Well, you present some good and some poor reasons why my mini-cartel wouldn't hold up, and I could develop a more complex model in response, but that really isn't the point.
The fact of the matter is that historically monopolies and cartels have often been very effective for long periods of time in concentrating wealth in the hands of the few at the expense of the many. Perhaps the economic system of europe for several hundred years, called Feudalism, is a good example. Feudalism in various forms existed in this country well into the 20th century, and still exists today in many places in the world.

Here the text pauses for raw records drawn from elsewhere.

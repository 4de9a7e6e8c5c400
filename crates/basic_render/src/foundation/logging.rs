//! Logging utilities and structured logging support

pub use log::{debug, error, info, trace, warn, LevelFilter};

/// Initialize the logging system from `RUST_LOG`
///
/// Calling this more than once is harmless; later calls are ignored.
pub fn init() {
    if env_logger::try_init().is_err() {
        log::debug!("Logger already initialized");
    }
}

/// Initialize the logging system with a default level
///
/// `RUST_LOG` still takes precedence when it is set.
pub fn init_with_level(level: LevelFilter) {
    let result = env_logger::Builder::new()
        .filter_level(level)
        .parse_default_env()
        .try_init();
    if result.is_err() {
        log::debug!("Logger already initialized");
    }
}

/// Initialize logging for unit tests (output captured by the test harness)
pub fn init_for_tests() {
    let _ = env_logger::builder().is_test(true).try_init();
}
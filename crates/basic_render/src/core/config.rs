//! # Render System Configuration
//!
//! Device-level tuning for the resource managers: how many frames may be in
//! flight on the GPU and how many garbage-collection passes an unreferenced
//! resource has to survive before its native object is destroyed.
//!
//! Both values can be loaded from TOML or RON through [`Config`]:
//!
//! ```toml
//! max_frames_in_flight = 3
//!
//! [defer_policy]
//! static_release_threshold = 1
//! dynamic_release_threshold = 2
//! ```

use serde::{Deserialize, Serialize};

use crate::config::{Config, ConfigError};

/// Upper bound accepted by [`RenderSystemConfig::validate`]
pub const MAX_SUPPORTED_FRAMES_IN_FLIGHT: u32 = 8;

/// # Defer Policy
///
/// Controls when an expired resource record is finally destroyed.
///
/// Every collection pass resets a live record's defer counter to the current
/// frames-in-flight count. Once the record's tracker has expired, each pass
/// decrements the counter while it is above the release threshold; the pass
/// that finds it at or below the threshold destroys the native object.
/// With `N` frames in flight a threshold `t` therefore destroys the resource
/// on pass `N - t + 1` (never earlier than the first pass).
#[derive(Debug, Clone, Copy, PartialEq, Eq, Serialize, Deserialize)]
#[serde(default)]
pub struct DeferPolicy {
    /// Release threshold for static textures, static buffers and materials
    pub static_release_threshold: u32,
    /// Release threshold for dynamic textures and dynamic buffers
    ///
    /// Dynamic resources already keep one copy per frame in flight inside
    /// their link object, so they need one pass less of external deferral.
    pub dynamic_release_threshold: u32,
}

impl DeferPolicy {
    /// Static resources live `N` passes after expiry, dynamic ones `N - 1`
    pub const DEFAULT: Self = Self {
        static_release_threshold: 1,
        dynamic_release_threshold: 2,
    };

    /// Threshold for the given resource kind
    pub const fn threshold(&self, is_dynamic: bool) -> u32 {
        if is_dynamic {
            self.dynamic_release_threshold
        } else {
            self.static_release_threshold
        }
    }
}

impl Default for DeferPolicy {
    fn default() -> Self {
        Self::DEFAULT
    }
}

/// # Render System Configuration
#[derive(Debug, Clone, PartialEq, Eq, Serialize, Deserialize)]
#[serde(default)]
pub struct RenderSystemConfig {
    /// Number of frames whose GPU work may still be pending
    pub max_frames_in_flight: u32,
    /// Deferred destruction policy
    pub defer_policy: DeferPolicy,
}

impl RenderSystemConfig {
    /// Create a configuration for the given frames-in-flight depth
    pub fn new(max_frames_in_flight: u32) -> Self {
        Self {
            max_frames_in_flight,
            defer_policy: DeferPolicy::default(),
        }
    }

    /// Set maximum frames in flight
    #[must_use]
    pub const fn with_max_frames_in_flight(mut self, frames: u32) -> Self {
        self.max_frames_in_flight = frames;
        self
    }

    /// Set a custom defer policy
    #[must_use]
    pub const fn with_defer_policy(mut self, policy: DeferPolicy) -> Self {
        self.defer_policy = policy;
        self
    }

    /// Validate the configuration
    pub fn validate(&self) -> Result<(), ConfigError> {
        if self.max_frames_in_flight == 0 {
            return Err(ConfigError::Invalid(
                "Max frames in flight must be at least 1".to_string(),
            ));
        }
        if self.max_frames_in_flight > MAX_SUPPORTED_FRAMES_IN_FLIGHT {
            return Err(ConfigError::Invalid(format!(
                "Max frames in flight should not exceed {MAX_SUPPORTED_FRAMES_IN_FLIGHT}"
            )));
        }
        Ok(())
    }
}

impl Default for RenderSystemConfig {
    fn default() -> Self {
        Self::new(2)
    }
}

impl Config for RenderSystemConfig {}

#[cfg(test)]
mod tests {
    use super::*;

    #[test]
    fn test_default_is_valid() {
        let config = RenderSystemConfig::default();
        assert_eq!(config.max_frames_in_flight, 2);
        assert_eq!(config.defer_policy, DeferPolicy::DEFAULT);
        assert!(config.validate().is_ok());
    }

    #[test]
    fn test_validate_rejects_zero_and_too_many_frames() {
        assert!(RenderSystemConfig::new(0).validate().is_err());
        assert!(RenderSystemConfig::new(MAX_SUPPORTED_FRAMES_IN_FLIGHT + 1)
            .validate()
            .is_err());
        assert!(RenderSystemConfig::new(MAX_SUPPORTED_FRAMES_IN_FLIGHT)
            .validate()
            .is_ok());
    }

    #[test]
    fn test_threshold_by_kind() {
        let policy = DeferPolicy {
            static_release_threshold: 4,
            dynamic_release_threshold: 5,
        };
        assert_eq!(policy.threshold(false), 4);
        assert_eq!(policy.threshold(true), 5);
    }

    #[test]
    fn test_parse_toml() {
        let config = RenderSystemConfig::from_toml_str(
            "max_frames_in_flight = 3\n[defer_policy]\nstatic_release_threshold = 0\n",
        )
        .unwrap();
        assert_eq!(config.max_frames_in_flight, 3);
        assert_eq!(config.defer_policy.static_release_threshold, 0);
        assert_eq!(
            config.defer_policy.dynamic_release_threshold,
            DeferPolicy::DEFAULT.dynamic_release_threshold
        );
    }

    #[test]
    fn test_parse_ron() {
        let config = RenderSystemConfig::from_ron_str("(max_frames_in_flight: 4)").unwrap();
        assert_eq!(config.max_frames_in_flight, 4);
        assert_eq!(config.defer_policy, DeferPolicy::DEFAULT);
    }

    #[test]
    fn test_save_and_load_round_trip_through_file() {
        let path = std::env::temp_dir().join(format!(
            "basic_render_config_{}.toml",
            std::process::id()
        ));
        let config = RenderSystemConfig::new(3);
        config.save_to_file(&path).unwrap();
        let loaded = RenderSystemConfig::load_from_file(&path).unwrap();
        let _ = std::fs::remove_file(&path);
        assert_eq!(loaded, config);
    }

    #[test]
    fn test_unsupported_extension() {
        let result = RenderSystemConfig::default().save_to_file("render.json");
        assert!(matches!(result, Err(ConfigError::UnsupportedFormat(_))));
    }
}
//! Shader identities

use crate::foundation::collections::Handle;
use crate::render::api::ShaderStage;

/// Handle of a shader owned by the shader manager
#[derive(Debug, Clone, Copy, PartialEq, Eq, Hash, PartialOrd, Ord)]
pub struct ShaderHandle(pub Handle);

/// The built-in shaders every shader factory must supply, in creation order
#[derive(Debug, Clone, Copy, PartialEq, Eq, Hash)]
pub enum PredefinedShaderType {
    /// Textured vertex shader (position, color, texture coordinate)
    Vertex,
    /// Textured fragment shader
    Fragment,
    /// Signed distance field fragment shader
    FragmentSdf,
    /// Vertex color only vertex shader (position, color)
    VertexColor,
    /// Vertex color only fragment shader
    FragmentColor,
}

impl PredefinedShaderType {
    /// Number of predefined shaders
    pub const COUNT: usize = 5;

    /// All predefined shaders in creation order
    pub const ALL: [Self; Self::COUNT] = [
        Self::Vertex,
        Self::Fragment,
        Self::FragmentSdf,
        Self::VertexColor,
        Self::FragmentColor,
    ];

    /// Slot in the predefined table
    pub const fn index(self) -> usize {
        self as usize
    }

    /// Look up a type by its slot
    pub fn from_index(index: usize) -> Option<Self> {
        Self::ALL.get(index).copied()
    }

    /// Pipeline stage the shader must be compiled for
    pub const fn stage(self) -> ShaderStage {
        match self {
            Self::Vertex | Self::VertexColor => ShaderStage::Vertex,
            Self::Fragment | Self::FragmentSdf | Self::FragmentColor => ShaderStage::Fragment,
        }
    }

    /// True for vertex shaders that also consume texture coordinates
    pub const fn is_textured_vertex(self) -> bool {
        matches!(self, Self::Vertex)
    }
}
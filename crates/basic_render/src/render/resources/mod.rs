//! Resource descriptors and the trackers handed to applications

pub mod buffer;
pub mod material;
pub mod shader;
pub mod texture;
pub mod vertex;

pub use buffer::{
    Buffer, BufferContent, BufferHandle, BufferType, BufferUsage, DynamicBuffer, DynamicBufferLink, StaticBuffer,
};
pub use material::{
    BlendState, CompareOp, CullMode, FrontFace, Material, MaterialCreateInfo, MaterialHandle, MaterialInfo,
    MaterialTracker, PxViewport,
};
pub use shader::{PredefinedShaderType, ShaderHandle};
pub use texture::{
    DynamicTexture, DynamicTextureLink, PixelFormat, PxExtent2D, RawTexture, StaticTexture, Texture2D,
    TextureFilterHint, TextureFlags, TextureHandle,
};
pub use vertex::{
    VertexAttribute, VertexDeclaration, VertexElement, VertexElementFormat, VertexElementUsage, VertexPositionColor,
    VertexPositionColorTexture, VertexType,
};
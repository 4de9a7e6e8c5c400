//! Backend implementations of the native device collaborators
//!
//! Only an in-memory headless backend ships with the crate; GPU backends plug
//! in by implementing [`NativeDevice`](crate::render::api::NativeDevice) and
//! [`NativeShaderFactory`](crate::render::api::NativeShaderFactory).

/// In-memory backend used by tests and the headless demo
pub mod headless;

You move sixteen tons, and what do you get Another day older and deeper in debt Saint Peter don't you call me, 'cause I can't go I owe my soul to the Company Store ~20th Century american folk song - specific attribution unknown due to laziness
Consider the possibility that unfettered laizez-faire capitalism tends to concentrate wealth to the detriment of society, and that society, as a body-politic, recognizes that too great a concentration stifles progress and therefor places restraints on such concentration through a political process - government intervention. Such governmental restraints on the market exist in all advanced, industrialized societies today. I question, therefor, whether all of these societies are misguided or whether there exist very good reasons for such restraints.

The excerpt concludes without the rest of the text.